• Your goal:
From the entries below, pull out each line where "modes" appears.
Segment Start: Information shown
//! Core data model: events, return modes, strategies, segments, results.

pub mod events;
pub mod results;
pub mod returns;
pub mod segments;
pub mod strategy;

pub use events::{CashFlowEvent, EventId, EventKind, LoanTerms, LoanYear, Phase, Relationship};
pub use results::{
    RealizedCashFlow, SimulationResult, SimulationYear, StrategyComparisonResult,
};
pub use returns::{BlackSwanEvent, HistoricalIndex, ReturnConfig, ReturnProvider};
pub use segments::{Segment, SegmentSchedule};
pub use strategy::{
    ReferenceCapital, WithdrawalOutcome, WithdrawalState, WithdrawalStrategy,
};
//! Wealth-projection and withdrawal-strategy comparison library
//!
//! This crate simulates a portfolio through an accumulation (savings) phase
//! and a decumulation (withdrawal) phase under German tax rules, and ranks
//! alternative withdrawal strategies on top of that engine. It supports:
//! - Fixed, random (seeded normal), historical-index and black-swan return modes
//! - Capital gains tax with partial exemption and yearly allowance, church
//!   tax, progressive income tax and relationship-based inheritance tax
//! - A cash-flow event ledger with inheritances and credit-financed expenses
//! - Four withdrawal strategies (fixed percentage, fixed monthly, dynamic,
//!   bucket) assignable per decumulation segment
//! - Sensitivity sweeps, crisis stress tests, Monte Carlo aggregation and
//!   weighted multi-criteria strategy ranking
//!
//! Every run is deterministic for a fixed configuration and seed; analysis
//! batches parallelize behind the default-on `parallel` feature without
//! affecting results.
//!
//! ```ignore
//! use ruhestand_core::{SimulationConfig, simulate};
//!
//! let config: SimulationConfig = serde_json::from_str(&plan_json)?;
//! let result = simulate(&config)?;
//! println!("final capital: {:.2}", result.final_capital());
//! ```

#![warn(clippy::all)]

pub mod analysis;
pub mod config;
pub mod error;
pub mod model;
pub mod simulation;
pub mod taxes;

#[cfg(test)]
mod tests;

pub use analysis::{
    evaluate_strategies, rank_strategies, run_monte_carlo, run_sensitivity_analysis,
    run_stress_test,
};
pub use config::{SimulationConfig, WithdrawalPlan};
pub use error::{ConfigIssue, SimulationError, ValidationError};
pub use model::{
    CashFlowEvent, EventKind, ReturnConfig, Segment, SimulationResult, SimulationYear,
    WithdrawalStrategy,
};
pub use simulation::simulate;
Segment End: Information shown
Segment Start: Information shown
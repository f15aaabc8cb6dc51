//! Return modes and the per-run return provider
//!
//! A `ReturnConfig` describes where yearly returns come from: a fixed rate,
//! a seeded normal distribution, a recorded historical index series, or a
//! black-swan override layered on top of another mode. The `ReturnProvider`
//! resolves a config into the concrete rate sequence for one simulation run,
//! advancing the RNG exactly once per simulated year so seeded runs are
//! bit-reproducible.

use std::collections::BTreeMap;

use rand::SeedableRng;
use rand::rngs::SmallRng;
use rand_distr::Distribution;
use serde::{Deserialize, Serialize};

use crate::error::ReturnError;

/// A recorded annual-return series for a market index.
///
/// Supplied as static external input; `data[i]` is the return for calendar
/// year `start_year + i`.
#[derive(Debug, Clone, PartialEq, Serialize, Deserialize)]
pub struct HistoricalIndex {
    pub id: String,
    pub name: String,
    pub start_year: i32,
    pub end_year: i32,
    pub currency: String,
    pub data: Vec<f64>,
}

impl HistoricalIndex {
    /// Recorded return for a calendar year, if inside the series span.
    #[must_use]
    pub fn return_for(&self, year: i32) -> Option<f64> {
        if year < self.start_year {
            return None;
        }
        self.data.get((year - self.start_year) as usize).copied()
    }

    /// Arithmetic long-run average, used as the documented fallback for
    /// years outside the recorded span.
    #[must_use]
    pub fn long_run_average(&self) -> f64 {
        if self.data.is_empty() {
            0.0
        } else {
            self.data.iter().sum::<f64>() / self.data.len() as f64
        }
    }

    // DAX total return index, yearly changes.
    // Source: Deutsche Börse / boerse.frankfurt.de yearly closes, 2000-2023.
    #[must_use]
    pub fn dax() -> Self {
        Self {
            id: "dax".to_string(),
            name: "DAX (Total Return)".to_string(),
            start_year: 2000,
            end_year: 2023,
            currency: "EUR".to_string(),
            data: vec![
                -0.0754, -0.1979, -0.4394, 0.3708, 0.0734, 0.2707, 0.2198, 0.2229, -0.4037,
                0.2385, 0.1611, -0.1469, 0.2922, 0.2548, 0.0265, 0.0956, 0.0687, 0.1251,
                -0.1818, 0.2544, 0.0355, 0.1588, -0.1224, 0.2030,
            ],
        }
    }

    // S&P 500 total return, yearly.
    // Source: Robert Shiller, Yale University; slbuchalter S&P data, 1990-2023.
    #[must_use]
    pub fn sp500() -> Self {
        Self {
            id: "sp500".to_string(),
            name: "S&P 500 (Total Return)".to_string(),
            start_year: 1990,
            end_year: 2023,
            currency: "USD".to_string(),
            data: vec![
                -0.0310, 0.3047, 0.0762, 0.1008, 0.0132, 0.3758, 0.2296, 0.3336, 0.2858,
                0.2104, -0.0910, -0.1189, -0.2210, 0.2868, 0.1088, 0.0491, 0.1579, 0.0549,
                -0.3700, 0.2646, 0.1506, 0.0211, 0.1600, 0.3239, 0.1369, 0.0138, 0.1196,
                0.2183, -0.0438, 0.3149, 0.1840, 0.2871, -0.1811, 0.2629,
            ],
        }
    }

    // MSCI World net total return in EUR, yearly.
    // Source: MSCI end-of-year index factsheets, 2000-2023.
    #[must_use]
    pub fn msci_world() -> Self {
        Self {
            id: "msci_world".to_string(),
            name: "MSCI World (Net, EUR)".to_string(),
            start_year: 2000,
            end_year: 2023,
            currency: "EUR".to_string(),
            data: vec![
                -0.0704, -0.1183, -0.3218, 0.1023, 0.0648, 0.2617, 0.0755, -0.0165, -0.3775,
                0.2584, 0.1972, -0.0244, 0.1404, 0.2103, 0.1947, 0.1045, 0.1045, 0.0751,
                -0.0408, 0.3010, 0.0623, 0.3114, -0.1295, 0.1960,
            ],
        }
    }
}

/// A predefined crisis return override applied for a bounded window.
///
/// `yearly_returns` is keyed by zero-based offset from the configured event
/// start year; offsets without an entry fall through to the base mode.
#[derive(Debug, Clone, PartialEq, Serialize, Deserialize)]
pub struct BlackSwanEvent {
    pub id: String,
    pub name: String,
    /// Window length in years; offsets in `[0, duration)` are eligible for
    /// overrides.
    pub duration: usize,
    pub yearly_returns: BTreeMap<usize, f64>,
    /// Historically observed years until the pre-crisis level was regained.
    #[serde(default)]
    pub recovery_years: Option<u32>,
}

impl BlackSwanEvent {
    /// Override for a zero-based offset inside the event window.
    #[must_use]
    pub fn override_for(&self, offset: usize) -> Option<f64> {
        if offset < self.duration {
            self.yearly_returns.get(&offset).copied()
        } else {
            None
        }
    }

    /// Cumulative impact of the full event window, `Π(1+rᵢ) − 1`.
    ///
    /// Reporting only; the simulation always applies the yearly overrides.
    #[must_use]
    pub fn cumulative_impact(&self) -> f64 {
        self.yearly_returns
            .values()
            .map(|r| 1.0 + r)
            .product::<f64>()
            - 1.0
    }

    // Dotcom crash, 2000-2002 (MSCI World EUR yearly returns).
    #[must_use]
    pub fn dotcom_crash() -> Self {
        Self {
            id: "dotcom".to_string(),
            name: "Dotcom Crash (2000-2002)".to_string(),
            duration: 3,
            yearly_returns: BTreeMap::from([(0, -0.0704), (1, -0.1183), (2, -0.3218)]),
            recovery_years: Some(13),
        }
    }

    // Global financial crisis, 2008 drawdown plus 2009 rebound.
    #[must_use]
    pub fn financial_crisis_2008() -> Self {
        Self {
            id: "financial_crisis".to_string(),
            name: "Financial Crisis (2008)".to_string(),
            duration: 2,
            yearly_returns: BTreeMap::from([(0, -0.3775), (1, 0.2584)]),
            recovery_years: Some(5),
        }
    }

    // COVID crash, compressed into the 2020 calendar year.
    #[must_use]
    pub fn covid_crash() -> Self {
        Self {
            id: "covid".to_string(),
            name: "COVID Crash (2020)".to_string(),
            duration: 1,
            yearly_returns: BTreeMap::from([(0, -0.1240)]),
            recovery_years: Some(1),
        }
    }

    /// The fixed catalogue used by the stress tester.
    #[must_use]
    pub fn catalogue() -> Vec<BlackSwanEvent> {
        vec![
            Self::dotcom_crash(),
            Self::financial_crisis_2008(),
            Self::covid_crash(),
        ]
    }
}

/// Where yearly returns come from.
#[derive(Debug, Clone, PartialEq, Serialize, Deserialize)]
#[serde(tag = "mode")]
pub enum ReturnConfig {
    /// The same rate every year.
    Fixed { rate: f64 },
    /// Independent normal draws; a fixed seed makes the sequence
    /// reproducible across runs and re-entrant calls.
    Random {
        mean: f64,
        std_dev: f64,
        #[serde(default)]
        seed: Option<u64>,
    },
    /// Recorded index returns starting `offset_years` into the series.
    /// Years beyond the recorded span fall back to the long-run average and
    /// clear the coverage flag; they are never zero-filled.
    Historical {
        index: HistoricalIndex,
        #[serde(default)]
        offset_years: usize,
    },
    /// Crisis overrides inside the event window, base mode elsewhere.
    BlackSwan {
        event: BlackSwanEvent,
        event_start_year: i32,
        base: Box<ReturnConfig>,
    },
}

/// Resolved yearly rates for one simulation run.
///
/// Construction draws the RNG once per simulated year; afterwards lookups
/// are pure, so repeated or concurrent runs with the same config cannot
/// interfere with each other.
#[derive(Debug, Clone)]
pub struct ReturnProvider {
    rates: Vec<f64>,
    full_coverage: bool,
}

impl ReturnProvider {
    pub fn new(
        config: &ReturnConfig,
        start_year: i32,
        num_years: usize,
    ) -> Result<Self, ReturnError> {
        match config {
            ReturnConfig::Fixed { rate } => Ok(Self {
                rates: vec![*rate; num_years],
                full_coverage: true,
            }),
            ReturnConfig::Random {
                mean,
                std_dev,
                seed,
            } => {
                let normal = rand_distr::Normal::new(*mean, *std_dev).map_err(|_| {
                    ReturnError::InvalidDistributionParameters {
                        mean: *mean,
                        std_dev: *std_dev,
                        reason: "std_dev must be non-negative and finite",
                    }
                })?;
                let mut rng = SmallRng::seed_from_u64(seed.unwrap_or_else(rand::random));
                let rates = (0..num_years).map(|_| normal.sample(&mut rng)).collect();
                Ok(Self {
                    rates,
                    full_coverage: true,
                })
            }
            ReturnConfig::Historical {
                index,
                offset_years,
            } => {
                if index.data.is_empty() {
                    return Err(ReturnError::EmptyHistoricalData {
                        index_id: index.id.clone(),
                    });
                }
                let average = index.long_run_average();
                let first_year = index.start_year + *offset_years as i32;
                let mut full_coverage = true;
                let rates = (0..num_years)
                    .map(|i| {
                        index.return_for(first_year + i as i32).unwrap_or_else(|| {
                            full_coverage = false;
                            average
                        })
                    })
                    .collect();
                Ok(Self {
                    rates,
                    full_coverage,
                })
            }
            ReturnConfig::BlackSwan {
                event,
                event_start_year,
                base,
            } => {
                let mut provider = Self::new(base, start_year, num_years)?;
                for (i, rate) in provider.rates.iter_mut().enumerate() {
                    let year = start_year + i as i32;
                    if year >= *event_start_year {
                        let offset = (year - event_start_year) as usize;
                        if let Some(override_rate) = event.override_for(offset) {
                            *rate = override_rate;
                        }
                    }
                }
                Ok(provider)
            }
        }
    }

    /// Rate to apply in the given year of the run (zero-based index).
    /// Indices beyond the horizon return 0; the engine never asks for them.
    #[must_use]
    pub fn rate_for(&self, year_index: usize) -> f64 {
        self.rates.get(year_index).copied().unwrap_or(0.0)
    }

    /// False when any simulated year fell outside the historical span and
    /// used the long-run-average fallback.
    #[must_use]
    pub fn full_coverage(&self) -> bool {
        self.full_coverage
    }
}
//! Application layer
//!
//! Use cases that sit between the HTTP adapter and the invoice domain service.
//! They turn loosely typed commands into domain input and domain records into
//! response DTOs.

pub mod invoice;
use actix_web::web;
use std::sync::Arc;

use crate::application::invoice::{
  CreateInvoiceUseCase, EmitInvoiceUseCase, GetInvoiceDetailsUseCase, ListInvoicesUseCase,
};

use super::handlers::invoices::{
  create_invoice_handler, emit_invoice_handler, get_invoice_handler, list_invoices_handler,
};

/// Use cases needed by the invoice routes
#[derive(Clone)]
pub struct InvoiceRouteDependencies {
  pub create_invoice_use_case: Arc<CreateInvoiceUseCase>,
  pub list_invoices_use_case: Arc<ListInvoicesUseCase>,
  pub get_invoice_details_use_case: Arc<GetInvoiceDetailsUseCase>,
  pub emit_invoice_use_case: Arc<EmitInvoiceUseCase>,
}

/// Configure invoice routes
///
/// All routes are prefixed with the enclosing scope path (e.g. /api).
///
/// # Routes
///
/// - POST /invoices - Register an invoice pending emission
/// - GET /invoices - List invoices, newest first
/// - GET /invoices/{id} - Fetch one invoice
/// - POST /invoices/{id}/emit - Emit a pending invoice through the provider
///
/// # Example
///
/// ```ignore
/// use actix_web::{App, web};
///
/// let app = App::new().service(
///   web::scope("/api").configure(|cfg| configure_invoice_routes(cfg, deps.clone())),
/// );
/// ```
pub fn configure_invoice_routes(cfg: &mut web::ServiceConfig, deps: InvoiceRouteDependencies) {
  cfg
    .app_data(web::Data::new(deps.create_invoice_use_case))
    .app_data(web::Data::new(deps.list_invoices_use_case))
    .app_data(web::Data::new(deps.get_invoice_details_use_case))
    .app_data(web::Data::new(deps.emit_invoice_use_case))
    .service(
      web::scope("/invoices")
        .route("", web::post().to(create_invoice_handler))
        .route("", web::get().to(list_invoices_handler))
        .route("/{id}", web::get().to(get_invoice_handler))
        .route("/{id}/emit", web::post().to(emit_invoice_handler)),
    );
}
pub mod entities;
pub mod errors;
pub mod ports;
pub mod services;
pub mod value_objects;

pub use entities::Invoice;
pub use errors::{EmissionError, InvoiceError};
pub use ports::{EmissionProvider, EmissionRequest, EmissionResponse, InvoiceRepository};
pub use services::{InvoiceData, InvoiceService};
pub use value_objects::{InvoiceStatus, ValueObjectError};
Segment End: Information shown
Segment Start: Information shown
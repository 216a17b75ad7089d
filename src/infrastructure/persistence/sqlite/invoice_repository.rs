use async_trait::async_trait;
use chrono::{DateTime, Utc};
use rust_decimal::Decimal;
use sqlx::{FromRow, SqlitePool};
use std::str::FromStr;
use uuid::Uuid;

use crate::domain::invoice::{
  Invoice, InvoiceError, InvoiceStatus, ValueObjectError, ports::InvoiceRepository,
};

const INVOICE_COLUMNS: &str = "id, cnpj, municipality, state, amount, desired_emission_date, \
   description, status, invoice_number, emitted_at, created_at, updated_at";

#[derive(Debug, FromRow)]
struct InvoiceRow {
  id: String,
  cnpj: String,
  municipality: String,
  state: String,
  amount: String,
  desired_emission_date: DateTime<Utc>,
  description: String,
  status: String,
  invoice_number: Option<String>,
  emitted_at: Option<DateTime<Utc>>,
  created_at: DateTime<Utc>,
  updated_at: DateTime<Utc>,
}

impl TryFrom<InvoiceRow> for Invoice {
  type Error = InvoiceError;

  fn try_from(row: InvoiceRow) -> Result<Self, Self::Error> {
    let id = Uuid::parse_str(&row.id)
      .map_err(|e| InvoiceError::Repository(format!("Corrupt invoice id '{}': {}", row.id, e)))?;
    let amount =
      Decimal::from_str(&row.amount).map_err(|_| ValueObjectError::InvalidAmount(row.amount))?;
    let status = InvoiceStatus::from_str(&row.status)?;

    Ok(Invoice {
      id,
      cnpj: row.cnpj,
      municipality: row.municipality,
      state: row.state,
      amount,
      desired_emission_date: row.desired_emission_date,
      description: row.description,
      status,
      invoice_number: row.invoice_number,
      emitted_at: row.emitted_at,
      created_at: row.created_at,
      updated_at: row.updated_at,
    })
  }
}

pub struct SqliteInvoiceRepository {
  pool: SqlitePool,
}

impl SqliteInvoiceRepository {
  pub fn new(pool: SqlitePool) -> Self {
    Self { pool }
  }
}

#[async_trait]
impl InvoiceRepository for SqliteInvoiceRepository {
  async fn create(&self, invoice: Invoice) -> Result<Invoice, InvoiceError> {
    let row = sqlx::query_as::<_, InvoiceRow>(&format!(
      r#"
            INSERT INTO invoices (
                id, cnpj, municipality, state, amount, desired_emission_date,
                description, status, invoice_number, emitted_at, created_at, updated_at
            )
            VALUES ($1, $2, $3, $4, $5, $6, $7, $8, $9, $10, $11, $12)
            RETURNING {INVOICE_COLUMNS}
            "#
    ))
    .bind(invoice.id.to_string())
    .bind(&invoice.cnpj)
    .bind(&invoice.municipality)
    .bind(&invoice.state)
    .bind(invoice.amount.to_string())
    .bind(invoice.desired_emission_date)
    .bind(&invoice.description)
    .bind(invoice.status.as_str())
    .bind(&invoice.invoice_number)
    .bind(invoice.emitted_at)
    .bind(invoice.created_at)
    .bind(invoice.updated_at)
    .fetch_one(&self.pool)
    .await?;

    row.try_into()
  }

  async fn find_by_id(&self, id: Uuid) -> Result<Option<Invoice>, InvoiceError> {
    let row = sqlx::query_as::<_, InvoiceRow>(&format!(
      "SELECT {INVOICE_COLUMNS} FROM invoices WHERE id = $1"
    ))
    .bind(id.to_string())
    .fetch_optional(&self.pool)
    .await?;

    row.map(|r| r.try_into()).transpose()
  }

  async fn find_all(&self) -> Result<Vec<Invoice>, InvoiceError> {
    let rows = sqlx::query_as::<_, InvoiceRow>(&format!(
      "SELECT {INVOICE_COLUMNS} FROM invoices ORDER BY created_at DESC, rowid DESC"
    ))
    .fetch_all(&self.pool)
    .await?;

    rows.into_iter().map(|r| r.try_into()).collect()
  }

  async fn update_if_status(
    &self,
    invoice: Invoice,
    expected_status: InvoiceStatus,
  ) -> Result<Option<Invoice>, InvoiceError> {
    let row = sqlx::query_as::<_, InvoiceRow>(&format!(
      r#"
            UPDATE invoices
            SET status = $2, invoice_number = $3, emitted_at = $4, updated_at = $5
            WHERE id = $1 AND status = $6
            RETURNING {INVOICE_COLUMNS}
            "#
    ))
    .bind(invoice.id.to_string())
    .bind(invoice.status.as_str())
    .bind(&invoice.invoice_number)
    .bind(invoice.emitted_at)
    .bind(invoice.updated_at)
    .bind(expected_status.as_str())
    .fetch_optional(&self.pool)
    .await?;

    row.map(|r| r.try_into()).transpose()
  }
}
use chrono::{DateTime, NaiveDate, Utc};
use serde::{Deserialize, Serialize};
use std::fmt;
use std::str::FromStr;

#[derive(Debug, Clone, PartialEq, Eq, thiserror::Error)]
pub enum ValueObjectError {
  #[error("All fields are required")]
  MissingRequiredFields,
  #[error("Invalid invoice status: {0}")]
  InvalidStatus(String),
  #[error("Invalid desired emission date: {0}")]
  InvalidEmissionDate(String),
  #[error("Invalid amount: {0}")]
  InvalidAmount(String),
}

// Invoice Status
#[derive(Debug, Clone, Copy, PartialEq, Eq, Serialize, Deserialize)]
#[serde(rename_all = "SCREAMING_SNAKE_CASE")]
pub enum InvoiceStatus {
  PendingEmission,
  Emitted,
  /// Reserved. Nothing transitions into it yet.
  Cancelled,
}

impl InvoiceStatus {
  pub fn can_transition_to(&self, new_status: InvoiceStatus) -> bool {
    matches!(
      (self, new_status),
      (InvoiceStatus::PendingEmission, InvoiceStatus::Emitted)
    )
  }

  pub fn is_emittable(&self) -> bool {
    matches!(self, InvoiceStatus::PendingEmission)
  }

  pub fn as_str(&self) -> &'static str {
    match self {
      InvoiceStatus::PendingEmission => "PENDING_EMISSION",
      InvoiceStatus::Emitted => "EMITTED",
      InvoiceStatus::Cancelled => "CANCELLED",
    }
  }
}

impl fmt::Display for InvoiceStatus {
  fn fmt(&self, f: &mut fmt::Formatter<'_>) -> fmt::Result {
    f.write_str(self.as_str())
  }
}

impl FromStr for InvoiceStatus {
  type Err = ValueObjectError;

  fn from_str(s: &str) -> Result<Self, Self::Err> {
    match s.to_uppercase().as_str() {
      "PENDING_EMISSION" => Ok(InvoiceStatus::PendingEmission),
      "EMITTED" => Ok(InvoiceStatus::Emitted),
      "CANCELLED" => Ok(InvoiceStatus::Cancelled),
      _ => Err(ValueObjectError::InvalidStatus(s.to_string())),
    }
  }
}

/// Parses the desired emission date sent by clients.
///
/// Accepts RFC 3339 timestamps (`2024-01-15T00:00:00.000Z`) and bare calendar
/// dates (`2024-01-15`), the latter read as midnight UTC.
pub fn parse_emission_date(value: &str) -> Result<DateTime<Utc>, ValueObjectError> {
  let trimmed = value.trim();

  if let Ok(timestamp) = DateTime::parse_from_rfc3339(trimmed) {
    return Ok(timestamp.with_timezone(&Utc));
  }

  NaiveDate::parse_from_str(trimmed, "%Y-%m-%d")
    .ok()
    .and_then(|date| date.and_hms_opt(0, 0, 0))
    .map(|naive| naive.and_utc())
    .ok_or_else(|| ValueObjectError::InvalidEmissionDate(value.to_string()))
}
Segment End: Information shown
• Response to the exercise:
//! Core data model: events, return modes, strategies, segments, results.
//! - Fixed, random (seeded normal), historical-index and black-swan return modes
//! Return modes and the per-run return provider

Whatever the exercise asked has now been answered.